- **Goal of the exercise**:
Whenever a line below includes "rusqlite", add it to the tally, then give the total and nothing more.

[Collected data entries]
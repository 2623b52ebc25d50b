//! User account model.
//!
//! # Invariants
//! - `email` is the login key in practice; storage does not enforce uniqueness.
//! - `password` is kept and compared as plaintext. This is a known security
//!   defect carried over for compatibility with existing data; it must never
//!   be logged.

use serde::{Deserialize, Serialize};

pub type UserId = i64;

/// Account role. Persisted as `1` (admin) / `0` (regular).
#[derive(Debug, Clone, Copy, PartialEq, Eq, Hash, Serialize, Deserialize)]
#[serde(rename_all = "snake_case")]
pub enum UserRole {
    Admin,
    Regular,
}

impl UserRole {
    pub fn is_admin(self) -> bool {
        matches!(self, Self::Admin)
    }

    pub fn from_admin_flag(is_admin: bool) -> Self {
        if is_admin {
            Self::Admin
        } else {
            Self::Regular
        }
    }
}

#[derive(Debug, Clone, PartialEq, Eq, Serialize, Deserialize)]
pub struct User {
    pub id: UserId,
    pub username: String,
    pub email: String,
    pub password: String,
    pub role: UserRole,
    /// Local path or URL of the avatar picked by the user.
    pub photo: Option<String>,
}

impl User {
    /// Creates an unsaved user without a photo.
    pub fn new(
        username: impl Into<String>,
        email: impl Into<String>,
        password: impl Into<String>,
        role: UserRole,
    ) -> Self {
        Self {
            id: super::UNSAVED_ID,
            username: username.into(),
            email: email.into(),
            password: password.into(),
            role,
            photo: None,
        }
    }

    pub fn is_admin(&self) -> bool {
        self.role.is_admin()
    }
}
---
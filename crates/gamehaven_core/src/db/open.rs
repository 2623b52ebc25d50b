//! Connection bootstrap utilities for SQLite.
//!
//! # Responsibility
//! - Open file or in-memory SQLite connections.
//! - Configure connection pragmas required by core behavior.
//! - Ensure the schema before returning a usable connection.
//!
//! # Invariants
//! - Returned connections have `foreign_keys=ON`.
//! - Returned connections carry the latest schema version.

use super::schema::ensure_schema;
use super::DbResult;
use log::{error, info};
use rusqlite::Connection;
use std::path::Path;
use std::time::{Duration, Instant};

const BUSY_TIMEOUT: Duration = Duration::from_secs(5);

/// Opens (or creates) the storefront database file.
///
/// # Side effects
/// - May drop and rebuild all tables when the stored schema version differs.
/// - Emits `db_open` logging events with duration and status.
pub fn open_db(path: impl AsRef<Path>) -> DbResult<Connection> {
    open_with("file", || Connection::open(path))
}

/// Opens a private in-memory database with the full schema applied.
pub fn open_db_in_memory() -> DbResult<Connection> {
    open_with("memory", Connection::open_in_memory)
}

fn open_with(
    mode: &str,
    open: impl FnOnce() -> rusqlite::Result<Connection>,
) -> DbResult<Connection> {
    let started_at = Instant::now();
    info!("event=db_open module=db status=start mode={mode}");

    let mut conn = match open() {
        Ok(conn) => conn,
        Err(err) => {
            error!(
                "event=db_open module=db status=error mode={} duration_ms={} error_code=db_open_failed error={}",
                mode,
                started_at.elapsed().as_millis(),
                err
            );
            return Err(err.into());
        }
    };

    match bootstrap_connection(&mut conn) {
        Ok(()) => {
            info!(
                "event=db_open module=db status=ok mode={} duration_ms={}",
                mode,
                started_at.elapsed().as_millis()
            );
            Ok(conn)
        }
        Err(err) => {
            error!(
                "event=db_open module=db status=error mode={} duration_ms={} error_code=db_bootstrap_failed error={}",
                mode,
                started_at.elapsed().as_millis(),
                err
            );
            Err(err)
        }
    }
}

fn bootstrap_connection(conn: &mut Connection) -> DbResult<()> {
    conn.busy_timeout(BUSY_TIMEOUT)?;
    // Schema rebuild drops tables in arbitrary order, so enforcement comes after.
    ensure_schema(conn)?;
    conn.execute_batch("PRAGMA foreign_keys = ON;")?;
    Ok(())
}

- **Task solution**:
2